■ Work request
Go through the records below and count every line containing "domain". Reply with the count alone.

Stored data
┄┄┄┄┄┄┄┄┄┄┄┄┄┄┄┄┄┄┄┄

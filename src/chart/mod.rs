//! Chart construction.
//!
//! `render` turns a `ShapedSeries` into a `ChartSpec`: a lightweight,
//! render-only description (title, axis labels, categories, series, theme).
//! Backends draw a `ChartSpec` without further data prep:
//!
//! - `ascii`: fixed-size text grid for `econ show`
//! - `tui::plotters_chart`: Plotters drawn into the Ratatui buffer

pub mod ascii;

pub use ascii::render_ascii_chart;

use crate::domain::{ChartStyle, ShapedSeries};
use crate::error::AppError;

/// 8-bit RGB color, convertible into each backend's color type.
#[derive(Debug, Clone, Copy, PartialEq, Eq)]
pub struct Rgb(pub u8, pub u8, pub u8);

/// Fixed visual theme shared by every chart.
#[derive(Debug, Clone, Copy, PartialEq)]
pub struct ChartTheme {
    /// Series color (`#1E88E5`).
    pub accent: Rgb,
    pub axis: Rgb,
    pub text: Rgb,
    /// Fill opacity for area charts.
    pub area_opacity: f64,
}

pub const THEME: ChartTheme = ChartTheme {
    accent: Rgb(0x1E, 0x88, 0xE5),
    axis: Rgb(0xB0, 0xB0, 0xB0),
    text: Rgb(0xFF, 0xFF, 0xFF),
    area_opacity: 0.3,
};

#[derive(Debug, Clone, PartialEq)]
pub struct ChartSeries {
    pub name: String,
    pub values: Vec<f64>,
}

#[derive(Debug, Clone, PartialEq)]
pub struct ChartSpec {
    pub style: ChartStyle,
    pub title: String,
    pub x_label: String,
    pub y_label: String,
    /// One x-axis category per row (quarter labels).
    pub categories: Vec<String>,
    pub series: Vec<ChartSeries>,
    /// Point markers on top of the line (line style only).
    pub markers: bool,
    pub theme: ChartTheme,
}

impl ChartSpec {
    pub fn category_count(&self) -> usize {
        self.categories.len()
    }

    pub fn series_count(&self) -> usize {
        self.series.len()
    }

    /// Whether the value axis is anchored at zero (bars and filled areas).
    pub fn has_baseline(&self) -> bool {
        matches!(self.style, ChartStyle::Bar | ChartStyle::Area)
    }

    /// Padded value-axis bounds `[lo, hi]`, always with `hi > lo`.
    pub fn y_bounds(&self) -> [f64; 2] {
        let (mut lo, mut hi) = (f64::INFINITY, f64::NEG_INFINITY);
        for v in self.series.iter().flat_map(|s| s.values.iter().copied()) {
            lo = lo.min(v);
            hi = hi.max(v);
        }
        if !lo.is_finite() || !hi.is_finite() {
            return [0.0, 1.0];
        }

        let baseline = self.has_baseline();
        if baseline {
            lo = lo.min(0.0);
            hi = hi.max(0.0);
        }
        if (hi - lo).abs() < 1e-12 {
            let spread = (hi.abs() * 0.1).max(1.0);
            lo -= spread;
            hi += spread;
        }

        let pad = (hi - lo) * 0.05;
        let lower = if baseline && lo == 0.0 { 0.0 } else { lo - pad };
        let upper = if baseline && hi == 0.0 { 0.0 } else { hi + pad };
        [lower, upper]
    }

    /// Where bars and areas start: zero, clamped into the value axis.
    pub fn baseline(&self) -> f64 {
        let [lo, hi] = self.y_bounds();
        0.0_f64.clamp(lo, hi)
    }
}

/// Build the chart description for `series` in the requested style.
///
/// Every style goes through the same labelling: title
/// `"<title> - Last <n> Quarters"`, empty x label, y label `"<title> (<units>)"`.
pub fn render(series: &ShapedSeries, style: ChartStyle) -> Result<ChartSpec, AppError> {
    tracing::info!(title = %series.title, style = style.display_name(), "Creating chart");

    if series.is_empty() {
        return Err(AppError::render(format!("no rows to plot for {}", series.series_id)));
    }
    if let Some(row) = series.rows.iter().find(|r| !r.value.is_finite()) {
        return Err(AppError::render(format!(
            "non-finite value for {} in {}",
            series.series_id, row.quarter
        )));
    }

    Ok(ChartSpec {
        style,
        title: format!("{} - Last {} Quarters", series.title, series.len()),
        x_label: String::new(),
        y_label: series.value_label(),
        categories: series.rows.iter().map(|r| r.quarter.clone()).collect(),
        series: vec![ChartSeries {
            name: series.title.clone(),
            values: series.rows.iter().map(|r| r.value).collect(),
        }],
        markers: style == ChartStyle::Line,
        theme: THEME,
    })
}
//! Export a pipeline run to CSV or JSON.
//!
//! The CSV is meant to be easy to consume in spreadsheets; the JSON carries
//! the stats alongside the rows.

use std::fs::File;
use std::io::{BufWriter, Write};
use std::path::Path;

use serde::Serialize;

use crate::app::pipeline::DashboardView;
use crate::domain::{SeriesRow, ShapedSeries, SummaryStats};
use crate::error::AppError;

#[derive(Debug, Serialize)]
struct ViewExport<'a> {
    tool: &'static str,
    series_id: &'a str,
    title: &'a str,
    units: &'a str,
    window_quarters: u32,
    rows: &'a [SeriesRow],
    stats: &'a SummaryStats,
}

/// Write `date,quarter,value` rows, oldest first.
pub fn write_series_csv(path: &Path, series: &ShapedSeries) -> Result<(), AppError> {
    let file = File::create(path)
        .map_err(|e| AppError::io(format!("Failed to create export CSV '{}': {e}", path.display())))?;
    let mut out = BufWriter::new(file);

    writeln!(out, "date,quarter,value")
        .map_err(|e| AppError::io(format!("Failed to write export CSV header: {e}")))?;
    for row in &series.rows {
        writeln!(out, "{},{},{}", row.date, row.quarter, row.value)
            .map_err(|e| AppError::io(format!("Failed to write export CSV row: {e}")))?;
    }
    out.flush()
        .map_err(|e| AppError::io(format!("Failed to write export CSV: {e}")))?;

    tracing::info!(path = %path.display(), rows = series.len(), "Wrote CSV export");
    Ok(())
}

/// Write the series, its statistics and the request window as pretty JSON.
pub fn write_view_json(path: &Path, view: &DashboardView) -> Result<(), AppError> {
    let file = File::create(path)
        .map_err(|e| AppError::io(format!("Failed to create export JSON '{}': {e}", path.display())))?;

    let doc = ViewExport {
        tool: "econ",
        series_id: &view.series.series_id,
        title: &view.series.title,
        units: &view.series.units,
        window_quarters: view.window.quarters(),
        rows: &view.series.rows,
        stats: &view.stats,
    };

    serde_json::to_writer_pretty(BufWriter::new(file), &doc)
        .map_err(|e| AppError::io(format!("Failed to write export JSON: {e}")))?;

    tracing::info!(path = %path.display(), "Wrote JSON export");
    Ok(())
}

┄┄┄┄┄┄┄┄┄┄┄┄┄┄┄┄┄┄┄┄

■ Answer to the exercise
2